◆ What the exercise asks ◆
Your response should contain each line of the data that includes "state".

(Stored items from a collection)

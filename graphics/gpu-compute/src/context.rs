//! Execution contexts
//!
//! A context is one GPU command channel together with everything the channel
//! needs to run: an indirect buffer ring, a push buffer ring, the FIFO
//! registration, the FIFO control registers and a fence page.
//!
//! Construction acquires these in a fixed order:
//!
//! 1. channel
//! 2. indirect buffer ring
//! 3. push buffer ring
//! 4. FIFO registration of the IB
//! 5. FIFO register view
//! 6. fence page
//! 7. backend per-context init
//!
//! Each acquired resource is a guard local to [`Context::with_config`]; an
//! early return drops the guards in reverse order, so a failed step leaves
//! nothing behind.

use std::mem::ManuallyDrop;
use std::ops::RangeInclusive;
use std::sync::Arc;

use crate::device::DeviceHandle;
use crate::fence::Fence;
use crate::platform::{Channel, ChannelHandle, RegisterView, VspaceHandle};
use crate::ring::{IndirectRing, PushRing};
use crate::vas::{Vas, VasShared};
use crate::{Error, Result};

/// Default IB order (512 entries)
pub const DEFAULT_IB_ORDER: u32 = 9;

/// Default PB order (1 MiB)
pub const DEFAULT_PB_ORDER: u32 = 20;

/// Accepted IB orders
pub const IB_ORDER_RANGE: RangeInclusive<u32> = 1..=16;

/// Accepted PB orders
pub const PB_ORDER_RANGE: RangeInclusive<u32> = 12..=24;

/// Ring sizing of a context
#[derive(Debug, Clone, Copy, PartialEq, Eq)]
pub struct ContextConfig {
    /// log2 of the IB entry count
    pub ib_order: u32,
    /// log2 of the PB size in bytes
    pub pb_order: u32,
}

impl Default for ContextConfig {
    fn default() -> Self {
        Self {
            ib_order: DEFAULT_IB_ORDER,
            pb_order: DEFAULT_PB_ORDER,
        }
    }
}

impl ContextConfig {
    /// Set the IB order
    pub fn ib_order(mut self, order: u32) -> Self {
        self.ib_order = order;
        self
    }

    /// Set the PB order
    pub fn pb_order(mut self, order: u32) -> Self {
        self.pb_order = order;
        self
    }

    /// Check both orders against their accepted ranges
    pub fn validate(&self) -> Result<()> {
        if !IB_ORDER_RANGE.contains(&self.ib_order) || !PB_ORDER_RANGE.contains(&self.pb_order) {
            log::warn!("Invalid ring orders: {:?}", self);
            return Err(Error::InvalidParameter);
        }
        Ok(())
    }
}

/// Resources of a live context, in teardown order
struct Resources {
    fence: Fence,
    pb: PushRing,
    ib: IndirectRing,
    regs: RegisterView,
    channel: Channel,
}

/// GPU execution context
pub struct Context {
    vas: Arc<VasShared>,
    config: ContextConfig,
    resources: ManuallyDrop<Resources>,
}

impl Context {
    /// Create a context with the default ring sizes
    pub fn new(device: &DeviceHandle, vas: &Vas) -> Result<Self> {
        Self::with_config(device, vas, ContextConfig::default())
    }

    /// Create a context bound to `vas`
    pub fn with_config(device: &DeviceHandle, vas: &Vas, config: ContextConfig) -> Result<Self> {
        config.validate()?;
        if !vas.device().same_device(device) {
            log::warn!("VAS {:?} belongs to another device", vas.vspace());
            return Err(Error::InvalidParameter);
        }

        let backend = Arc::clone(device.supported_backend()?);
        let shared = vas.shared();
        let platform = shared.platform();
        let vspace = shared.vspace();

        let mut state = shared.lock();

        crate::step_trace!("ctx: creating channel in {:?}", vspace);
        let channel = Channel::create(platform, vspace)?;

        crate::step_trace!("ctx: IB order {}", config.ib_order);
        let ib = IndirectRing::new(platform, vspace, config.ib_order)?;

        crate::step_trace!("ctx: PB order {}", config.pb_order);
        let pb = PushRing::new(platform, vspace, config.pb_order)?;

        crate::step_trace!("ctx: FIFO init, IB at {:#x}", ib.base());
        platform
            .register_fifo(channel.handle(), ib.base(), ib.order())
            .map_err(|e| {
                log::warn!("FIFO init failed on channel {:?}: {}", channel.handle(), e);
                e
            })?;

        let regs = platform.fifo_registers(channel.handle()).map_err(|e| {
            log::warn!("No FIFO registers for channel {:?}: {}", channel.handle(), e);
            e
        })?;

        crate::step_trace!("ctx: fence page");
        let fence = Fence::new(platform, vspace)?;

        state.contexts += 1;
        drop(state);

        let context = Context {
            vas: Arc::clone(shared),
            config,
            resources: ManuallyDrop::new(Resources {
                fence,
                pb,
                ib,
                regs,
                channel,
            }),
        };

        // Runs unlocked so the backend may allocate in the same VAS.
        if let Err(e) = backend.init_context(&context) {
            log::error!("{}: context init failed: {}", backend.name(), e);
            return Err(e);
        }

        log::info!(
            "gpu{}: context on channel {:?} (IB {:#x}, PB {:#x}, fence {:#x})",
            device.index(),
            context.channel(),
            context.ib().base(),
            context.pb().base(),
            context.fence().address()
        );

        Ok(context)
    }

    /// Destroy the context
    pub fn free(self) {}

    /// Device the context runs on
    pub fn device(&self) -> &DeviceHandle {
        self.vas.device()
    }

    /// Virtual space the context is bound to
    pub fn vspace(&self) -> VspaceHandle {
        self.vas.vspace()
    }

    /// Ring sizing the context was built with
    pub fn config(&self) -> ContextConfig {
        self.config
    }

    /// Platform command channel
    pub fn channel(&self) -> ChannelHandle {
        self.resources.channel.handle()
    }

    /// Indirect buffer ring
    pub fn ib(&self) -> &IndirectRing {
        &self.resources.ib
    }

    /// Indirect buffer ring, for submission
    pub fn ib_mut(&mut self) -> &mut IndirectRing {
        &mut self.resources.ib
    }

    /// Push buffer ring
    pub fn pb(&self) -> &PushRing {
        &self.resources.pb
    }

    /// Push buffer ring, for writing commands
    pub fn pb_mut(&mut self) -> &mut PushRing {
        &mut self.resources.pb
    }

    /// FIFO control registers
    pub fn registers(&self) -> &RegisterView {
        &self.resources.regs
    }

    /// Per-engine completion fences
    pub fn fence(&self) -> &Fence {
        &self.resources.fence
    }
}

impl Drop for Context {
    fn drop(&mut self) {
        let mut state = self.vas.lock();
        // SAFETY: resources are never touched again.
        unsafe { ManuallyDrop::drop(&mut self.resources) };
        state.contexts -= 1;
        drop(state);

        log::debug!("Context in {:?} destroyed", self.vas.vspace());
    }
}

◆ Answer to the problem ◆
        let mut state = shared.lock();
        state.contexts += 1;
        drop(state);
        let mut state = self.vas.lock();
        state.contexts -= 1;
        drop(state);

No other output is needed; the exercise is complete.